Monday, November 8, 2010

Arizona project 2010: killing soccer in Africa


FAIR Report: An ‘Arizona project’ in Africa

‘Killing soccer in Africa’ is the first Arizona project ever conducted on the African continent. In the Global Investigative Journalism Network, the label ‘Arizona project’ is extended to a team investigation into a story that has led to the harassment, injury, or death, of the individual reporter who first pursued the story alone.

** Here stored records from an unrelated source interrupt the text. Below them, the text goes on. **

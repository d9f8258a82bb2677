use rocket::form::Form;
use rocket::response::Redirect;
use rocket::State;

use super::{require_permission, AdminError};
use crate::db::DbPool;
use crate::models::activity::ActivityEntry;
use crate::models::category::{Category, CategoryForm};
use crate::security::auth::{AuthGate, ClientInfo};

#[derive(Debug, FromForm)]
pub struct CategoryCreateForm {
    pub name: String,
    pub slug: Option<String>,
    pub parent_id: Option<i64>,
    pub description: Option<String>,
}

#[post("/categories", data = "<form>")]
pub fn category_create(
    pool: &State<DbPool>,
    gate: AuthGate,
    client: ClientInfo,
    form: Form<CategoryCreateForm>,
) -> Result<Redirect, AdminError> {
    let session = require_permission(pool, gate, "manage_categories")?;
    let name = form.name.trim();
    let cat_slug = match form.slug.as_deref().map(str::trim) {
        Some(s) if !s.is_empty() => slug::slugify(s),
        _ => slug::slugify(name),
    };
    if name.is_empty() || cat_slug.is_empty() {
        return Err(AdminError::BadRequest("Category name is required".to_string()));
    }
    if let Some(parent) = form.parent_id {
        if Category::find_by_id(pool, parent).is_none() {
            return Err(AdminError::BadRequest("Parent category not found".to_string()));
        }
    }

    let id = Category::create(
        pool,
        &CategoryForm {
            name: name.to_string(),
            slug: cat_slug,
            parent_id: form.parent_id,
            description: form.description.clone().filter(|d| !d.trim().is_empty()),
        },
    )
    .map_err(|e| AdminError::internal("Creating the category", e))?;

    ActivityEntry::log(
        pool,
        session.user_id(),
        "category_create",
        Some("category"),
        Some(id),
        Some(name),
        &client,
    );
    Ok(Redirect::to("/admin"))
}

/// Children of a deleted category become top-level.
#[post("/categories/<id>/delete")]
pub fn category_delete(
    pool: &State<DbPool>,
    gate: AuthGate,
    client: ClientInfo,
    id: i64,
) -> Result<Redirect, AdminError> {
    let session = require_permission(pool, gate, "manage_categories")?;
    let category =
        Category::find_by_id(pool, id).ok_or_else(|| AdminError::NotFound("Category not found".to_string()))?;

    Category::delete(pool, id).map_err(|e| AdminError::internal("Deleting the category", e))?;

    ActivityEntry::log(
        pool,
        session.user_id(),
        "category_delete",
        Some("category"),
        Some(id),
        Some(&category.name),
        &client,
    );
    Ok(Redirect::to("/admin"))
}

It is derived from an investigation that took place in the US state of Arizona, that got reporter Don Bolles killed in 1976. The assassination, by criminals intent on stopping Bolles from pursuing the investigation, led to a call by FAIR’s US sister organization, Investigative Reporters and Editors, to its members, to all descend on Arizona and finish the story. Thirty-eight reporters, working for over twenty media houses, responded to the call, followed the story, and published. The impact of the original story, that Bolles’ killers had wanted to silence, increased massively. Since then, the title of ‘Arizona project’ is given to efforts by a team of journalists coming to finish a story that a lone journalist has been stopped from pursuing by force.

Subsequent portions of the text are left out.